EXERCISE GOAL =
Once you find the line containing "filename crates/cluster-client/src/client.rs" in the data below, copy it and each following line exactly, up to and including the line containing "impl std::fmt::Debug for", and nothing else.

RECORD EXCERPTS START

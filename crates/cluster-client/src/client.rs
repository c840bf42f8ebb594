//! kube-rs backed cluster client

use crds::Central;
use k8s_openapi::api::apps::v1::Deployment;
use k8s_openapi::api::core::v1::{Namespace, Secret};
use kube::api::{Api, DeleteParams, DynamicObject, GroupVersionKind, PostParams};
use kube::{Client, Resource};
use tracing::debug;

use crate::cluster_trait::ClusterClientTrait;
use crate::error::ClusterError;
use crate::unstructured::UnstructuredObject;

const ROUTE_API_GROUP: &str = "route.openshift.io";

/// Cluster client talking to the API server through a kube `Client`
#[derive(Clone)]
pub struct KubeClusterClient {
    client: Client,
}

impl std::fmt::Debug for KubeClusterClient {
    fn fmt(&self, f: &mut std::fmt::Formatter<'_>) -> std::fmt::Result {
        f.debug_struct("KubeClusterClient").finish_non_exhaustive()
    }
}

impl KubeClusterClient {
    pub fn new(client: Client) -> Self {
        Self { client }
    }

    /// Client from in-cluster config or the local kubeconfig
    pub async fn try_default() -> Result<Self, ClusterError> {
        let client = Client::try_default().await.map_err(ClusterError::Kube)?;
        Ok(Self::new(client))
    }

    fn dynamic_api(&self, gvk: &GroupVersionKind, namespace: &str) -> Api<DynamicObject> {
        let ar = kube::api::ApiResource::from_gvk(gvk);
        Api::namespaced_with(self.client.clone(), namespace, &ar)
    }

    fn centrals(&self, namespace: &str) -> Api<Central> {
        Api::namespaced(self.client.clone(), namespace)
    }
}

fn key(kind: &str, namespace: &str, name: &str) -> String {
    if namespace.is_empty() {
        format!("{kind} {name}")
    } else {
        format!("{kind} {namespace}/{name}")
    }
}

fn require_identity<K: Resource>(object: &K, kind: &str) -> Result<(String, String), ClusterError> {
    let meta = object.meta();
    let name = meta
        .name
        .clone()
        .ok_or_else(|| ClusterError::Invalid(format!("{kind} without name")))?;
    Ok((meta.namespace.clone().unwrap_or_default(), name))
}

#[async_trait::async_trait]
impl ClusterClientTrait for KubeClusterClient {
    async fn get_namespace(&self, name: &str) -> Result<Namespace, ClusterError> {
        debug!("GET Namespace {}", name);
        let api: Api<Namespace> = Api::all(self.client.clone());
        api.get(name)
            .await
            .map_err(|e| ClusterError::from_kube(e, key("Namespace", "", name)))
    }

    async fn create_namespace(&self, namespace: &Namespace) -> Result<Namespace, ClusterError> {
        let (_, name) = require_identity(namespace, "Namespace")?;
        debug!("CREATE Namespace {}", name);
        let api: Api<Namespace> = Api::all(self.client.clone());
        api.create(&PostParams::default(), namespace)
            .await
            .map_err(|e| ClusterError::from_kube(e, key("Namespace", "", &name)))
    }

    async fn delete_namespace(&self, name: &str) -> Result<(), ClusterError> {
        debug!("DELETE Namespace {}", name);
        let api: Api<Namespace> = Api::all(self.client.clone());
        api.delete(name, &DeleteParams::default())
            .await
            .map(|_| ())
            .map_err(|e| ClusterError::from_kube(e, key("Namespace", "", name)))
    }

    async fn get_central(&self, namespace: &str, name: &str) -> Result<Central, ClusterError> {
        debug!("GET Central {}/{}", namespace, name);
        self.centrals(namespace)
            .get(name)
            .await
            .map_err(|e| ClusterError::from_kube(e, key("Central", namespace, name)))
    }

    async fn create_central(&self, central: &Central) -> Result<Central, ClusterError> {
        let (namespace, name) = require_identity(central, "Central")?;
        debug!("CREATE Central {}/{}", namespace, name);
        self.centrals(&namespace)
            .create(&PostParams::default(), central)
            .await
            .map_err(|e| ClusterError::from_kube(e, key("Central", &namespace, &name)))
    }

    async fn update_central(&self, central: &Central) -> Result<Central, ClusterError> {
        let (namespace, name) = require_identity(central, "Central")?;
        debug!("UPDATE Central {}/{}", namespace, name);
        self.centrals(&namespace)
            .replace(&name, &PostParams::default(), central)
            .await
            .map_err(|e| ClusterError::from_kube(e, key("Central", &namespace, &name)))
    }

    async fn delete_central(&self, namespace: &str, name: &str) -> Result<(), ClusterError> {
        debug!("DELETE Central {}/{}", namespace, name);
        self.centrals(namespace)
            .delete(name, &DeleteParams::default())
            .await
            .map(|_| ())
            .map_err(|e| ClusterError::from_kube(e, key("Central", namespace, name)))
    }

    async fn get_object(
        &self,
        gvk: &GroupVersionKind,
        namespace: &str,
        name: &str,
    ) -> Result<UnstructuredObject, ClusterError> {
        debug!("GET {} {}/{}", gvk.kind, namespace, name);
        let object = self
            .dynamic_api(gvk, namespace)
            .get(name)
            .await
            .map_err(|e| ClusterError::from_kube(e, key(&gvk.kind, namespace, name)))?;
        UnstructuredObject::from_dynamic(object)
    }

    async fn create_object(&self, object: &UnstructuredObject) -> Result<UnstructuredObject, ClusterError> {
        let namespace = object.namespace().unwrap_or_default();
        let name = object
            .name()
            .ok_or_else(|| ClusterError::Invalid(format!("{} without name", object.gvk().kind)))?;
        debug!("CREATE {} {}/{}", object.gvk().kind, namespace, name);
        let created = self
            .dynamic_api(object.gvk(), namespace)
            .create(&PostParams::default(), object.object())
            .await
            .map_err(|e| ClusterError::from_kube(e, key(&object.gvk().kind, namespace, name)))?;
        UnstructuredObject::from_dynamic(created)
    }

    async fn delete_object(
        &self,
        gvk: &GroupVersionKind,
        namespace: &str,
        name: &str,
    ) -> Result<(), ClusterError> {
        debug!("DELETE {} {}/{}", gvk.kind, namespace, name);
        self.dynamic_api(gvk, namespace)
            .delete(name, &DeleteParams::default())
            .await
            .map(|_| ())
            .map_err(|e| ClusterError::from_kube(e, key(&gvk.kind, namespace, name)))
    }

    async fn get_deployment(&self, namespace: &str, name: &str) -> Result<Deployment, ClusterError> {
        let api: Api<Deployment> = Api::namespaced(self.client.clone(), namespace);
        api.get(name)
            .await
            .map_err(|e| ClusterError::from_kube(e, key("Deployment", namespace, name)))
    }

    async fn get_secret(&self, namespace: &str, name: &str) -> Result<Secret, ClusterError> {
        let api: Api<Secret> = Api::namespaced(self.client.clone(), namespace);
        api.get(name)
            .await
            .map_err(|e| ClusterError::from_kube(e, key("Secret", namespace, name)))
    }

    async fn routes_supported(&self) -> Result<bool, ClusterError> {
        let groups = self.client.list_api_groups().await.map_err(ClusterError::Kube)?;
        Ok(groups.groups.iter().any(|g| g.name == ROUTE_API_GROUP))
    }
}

RECORD EXCERPTS END
RECORD EXCERPTS START

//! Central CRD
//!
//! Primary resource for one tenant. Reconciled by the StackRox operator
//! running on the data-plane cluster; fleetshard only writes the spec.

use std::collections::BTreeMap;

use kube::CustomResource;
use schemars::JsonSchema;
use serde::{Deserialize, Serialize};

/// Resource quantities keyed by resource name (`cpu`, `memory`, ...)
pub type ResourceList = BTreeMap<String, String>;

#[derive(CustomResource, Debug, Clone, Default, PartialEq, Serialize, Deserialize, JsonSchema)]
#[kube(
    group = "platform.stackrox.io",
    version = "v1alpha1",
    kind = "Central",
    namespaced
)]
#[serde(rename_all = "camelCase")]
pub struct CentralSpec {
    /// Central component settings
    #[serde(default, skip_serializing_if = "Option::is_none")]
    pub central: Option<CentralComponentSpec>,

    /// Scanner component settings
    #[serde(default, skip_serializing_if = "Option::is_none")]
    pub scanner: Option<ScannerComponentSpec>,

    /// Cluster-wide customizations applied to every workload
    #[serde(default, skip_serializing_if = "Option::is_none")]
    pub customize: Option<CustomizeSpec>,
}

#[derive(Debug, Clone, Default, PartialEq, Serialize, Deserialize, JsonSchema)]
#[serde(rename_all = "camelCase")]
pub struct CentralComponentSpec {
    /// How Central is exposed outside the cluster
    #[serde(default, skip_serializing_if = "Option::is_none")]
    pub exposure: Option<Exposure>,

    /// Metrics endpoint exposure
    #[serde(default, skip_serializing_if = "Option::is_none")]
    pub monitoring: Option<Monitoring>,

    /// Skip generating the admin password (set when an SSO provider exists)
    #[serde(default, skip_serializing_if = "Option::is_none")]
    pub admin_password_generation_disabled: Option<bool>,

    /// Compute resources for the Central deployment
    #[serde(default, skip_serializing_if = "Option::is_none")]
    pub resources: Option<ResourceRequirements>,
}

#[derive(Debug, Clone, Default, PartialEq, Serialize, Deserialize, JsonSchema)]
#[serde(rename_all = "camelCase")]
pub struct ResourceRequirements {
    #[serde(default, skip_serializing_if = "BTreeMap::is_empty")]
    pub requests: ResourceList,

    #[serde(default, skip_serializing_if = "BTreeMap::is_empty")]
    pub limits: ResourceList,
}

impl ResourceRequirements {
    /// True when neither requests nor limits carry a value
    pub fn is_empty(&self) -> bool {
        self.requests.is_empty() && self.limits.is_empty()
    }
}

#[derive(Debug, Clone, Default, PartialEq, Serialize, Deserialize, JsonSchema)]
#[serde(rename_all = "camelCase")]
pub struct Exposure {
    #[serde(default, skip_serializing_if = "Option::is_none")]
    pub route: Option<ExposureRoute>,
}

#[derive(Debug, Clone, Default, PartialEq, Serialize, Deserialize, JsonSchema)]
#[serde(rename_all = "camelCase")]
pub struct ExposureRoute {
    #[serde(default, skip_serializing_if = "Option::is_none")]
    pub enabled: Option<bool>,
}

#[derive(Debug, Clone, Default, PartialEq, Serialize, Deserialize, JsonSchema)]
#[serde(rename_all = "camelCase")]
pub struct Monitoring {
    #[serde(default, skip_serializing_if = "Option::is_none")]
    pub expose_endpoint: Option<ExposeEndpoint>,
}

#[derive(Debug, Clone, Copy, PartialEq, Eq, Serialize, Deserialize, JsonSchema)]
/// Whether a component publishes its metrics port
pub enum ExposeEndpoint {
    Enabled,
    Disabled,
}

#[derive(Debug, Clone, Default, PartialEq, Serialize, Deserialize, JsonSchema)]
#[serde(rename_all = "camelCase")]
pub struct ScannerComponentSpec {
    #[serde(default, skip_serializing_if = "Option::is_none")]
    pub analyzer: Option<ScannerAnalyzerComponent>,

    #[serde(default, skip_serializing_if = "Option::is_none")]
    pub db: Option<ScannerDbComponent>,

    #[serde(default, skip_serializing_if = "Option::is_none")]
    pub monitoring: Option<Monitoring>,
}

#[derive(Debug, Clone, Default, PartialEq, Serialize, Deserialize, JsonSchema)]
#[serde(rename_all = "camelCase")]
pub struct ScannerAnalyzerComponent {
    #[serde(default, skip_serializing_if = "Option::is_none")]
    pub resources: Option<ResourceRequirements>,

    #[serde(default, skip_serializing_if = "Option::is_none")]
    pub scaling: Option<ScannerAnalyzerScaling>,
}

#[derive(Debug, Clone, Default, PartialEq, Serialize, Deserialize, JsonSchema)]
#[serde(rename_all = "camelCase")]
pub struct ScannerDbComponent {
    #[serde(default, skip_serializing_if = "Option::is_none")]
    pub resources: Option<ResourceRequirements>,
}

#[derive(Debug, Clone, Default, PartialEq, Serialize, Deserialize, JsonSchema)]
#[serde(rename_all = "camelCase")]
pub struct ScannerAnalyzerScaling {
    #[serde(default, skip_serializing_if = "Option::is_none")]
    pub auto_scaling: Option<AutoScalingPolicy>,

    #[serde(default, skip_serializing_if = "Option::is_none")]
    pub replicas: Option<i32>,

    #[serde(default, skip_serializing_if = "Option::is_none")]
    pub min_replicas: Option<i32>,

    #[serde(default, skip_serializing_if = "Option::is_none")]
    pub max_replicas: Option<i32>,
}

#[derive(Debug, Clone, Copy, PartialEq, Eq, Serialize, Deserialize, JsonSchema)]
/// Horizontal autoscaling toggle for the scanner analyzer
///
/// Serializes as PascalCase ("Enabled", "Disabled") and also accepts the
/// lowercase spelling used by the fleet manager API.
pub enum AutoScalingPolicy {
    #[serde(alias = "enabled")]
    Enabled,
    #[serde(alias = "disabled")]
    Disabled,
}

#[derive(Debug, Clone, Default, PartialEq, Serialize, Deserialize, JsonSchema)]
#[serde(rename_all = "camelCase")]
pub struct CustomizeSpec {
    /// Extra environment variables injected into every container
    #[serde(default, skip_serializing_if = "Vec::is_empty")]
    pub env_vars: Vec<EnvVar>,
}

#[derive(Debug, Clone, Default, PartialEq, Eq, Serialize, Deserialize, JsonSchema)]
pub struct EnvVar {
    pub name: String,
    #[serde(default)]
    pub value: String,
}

RECORD EXCERPTS END
RECORD EXCERPTS START

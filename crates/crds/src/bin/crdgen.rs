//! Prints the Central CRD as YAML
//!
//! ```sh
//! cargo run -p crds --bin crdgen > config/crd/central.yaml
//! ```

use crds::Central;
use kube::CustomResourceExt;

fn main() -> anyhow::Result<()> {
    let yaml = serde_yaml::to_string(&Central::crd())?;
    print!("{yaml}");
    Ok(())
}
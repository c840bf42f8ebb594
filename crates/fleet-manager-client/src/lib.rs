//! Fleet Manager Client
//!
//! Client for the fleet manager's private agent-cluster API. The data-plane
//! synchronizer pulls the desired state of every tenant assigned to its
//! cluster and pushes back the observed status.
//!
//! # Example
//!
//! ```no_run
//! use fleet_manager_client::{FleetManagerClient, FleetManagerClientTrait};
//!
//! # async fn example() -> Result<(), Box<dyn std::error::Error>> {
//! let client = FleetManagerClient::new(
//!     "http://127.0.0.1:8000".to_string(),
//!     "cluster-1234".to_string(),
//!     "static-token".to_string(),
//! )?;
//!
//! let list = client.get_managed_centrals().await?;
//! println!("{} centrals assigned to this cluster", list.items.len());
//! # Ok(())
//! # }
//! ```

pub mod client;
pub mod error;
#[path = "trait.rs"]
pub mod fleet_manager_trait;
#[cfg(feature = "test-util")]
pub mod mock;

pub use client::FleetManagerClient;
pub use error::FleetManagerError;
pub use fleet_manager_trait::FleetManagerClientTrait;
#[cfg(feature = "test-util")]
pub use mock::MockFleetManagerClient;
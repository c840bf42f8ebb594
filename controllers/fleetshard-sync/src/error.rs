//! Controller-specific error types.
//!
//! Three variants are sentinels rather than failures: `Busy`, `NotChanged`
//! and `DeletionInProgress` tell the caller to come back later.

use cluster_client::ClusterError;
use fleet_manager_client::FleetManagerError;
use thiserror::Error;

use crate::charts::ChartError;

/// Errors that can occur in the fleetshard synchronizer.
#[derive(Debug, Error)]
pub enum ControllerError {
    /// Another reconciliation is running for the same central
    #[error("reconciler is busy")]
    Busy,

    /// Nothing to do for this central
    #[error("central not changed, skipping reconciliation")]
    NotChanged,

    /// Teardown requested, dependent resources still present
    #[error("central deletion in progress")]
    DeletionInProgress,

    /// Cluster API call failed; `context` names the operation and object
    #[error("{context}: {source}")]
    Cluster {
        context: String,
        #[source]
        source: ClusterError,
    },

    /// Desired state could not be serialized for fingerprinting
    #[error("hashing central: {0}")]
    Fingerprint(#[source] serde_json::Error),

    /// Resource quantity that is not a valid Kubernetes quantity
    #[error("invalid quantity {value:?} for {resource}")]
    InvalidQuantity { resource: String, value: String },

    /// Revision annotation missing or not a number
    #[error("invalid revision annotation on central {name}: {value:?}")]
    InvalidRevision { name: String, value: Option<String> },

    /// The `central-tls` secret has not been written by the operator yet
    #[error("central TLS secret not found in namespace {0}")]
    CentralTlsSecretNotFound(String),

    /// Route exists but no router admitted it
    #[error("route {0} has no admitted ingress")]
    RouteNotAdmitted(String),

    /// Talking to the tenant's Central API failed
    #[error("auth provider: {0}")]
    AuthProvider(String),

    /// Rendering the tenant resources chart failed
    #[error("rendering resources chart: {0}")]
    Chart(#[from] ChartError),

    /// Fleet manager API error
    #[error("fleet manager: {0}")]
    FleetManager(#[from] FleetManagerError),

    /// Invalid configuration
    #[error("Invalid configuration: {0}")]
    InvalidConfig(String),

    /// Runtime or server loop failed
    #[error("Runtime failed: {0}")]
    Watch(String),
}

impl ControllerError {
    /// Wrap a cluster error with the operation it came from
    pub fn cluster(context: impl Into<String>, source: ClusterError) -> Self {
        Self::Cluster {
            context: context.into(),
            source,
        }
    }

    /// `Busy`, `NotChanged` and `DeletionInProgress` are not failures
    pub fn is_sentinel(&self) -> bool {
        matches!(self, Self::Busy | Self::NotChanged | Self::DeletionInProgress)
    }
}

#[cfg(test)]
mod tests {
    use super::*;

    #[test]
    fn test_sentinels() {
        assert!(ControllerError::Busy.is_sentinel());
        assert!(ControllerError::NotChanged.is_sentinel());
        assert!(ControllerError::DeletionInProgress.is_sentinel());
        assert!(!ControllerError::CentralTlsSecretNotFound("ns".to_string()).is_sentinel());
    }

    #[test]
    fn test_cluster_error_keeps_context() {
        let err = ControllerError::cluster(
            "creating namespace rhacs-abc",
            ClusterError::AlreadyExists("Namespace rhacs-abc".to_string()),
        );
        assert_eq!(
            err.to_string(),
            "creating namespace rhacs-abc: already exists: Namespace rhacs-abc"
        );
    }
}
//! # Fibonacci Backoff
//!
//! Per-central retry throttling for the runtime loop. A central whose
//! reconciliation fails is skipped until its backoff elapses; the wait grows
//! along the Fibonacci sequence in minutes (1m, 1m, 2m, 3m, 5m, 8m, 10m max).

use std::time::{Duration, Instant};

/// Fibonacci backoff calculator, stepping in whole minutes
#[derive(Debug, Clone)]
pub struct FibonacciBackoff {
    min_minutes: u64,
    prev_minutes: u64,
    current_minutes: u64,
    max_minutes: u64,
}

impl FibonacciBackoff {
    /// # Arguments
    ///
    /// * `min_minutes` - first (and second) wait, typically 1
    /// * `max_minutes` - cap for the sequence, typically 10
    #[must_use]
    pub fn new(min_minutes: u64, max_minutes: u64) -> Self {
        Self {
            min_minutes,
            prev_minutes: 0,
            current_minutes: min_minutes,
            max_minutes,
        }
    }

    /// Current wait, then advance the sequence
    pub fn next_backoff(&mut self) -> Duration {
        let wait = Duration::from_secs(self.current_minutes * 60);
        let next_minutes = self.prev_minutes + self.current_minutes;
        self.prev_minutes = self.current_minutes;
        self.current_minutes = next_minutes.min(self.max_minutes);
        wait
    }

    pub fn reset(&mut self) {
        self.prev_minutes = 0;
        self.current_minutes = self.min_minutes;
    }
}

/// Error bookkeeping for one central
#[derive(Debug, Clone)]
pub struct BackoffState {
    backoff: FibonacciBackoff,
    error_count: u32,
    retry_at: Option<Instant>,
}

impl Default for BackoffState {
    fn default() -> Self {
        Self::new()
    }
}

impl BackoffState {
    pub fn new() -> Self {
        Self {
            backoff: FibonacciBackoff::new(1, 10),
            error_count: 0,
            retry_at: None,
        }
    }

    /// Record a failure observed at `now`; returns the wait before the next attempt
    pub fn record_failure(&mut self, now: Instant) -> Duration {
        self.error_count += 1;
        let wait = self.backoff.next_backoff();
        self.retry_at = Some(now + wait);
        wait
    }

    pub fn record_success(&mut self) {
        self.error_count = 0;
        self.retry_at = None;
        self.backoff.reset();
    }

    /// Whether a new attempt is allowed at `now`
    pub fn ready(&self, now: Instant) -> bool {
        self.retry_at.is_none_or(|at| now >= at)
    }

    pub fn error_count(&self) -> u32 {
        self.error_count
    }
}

RECORD EXCERPTS END

TASK RESPONSE =
filename crates/cluster-client/src/client.rs
repository c840bf42f8ebb594
//! kube-rs backed cluster client

use crds::Central;
use k8s_openapi::api::apps::v1::Deployment;
use k8s_openapi::api::core::v1::{Namespace, Secret};
use kube::api::{Api, DeleteParams, DynamicObject, GroupVersionKind, PostParams};
use kube::{Client, Resource};
use tracing::debug;

use crate::cluster_trait::ClusterClientTrait;
use crate::error::ClusterError;
use crate::unstructured::UnstructuredObject;

const ROUTE_API_GROUP: &str = "route.openshift.io";

/// Cluster client talking to the API server through a kube `Client`
#[derive(Clone)]
pub struct KubeClusterClient {
    client: Client,
}

impl std::fmt::Debug for KubeClusterClient {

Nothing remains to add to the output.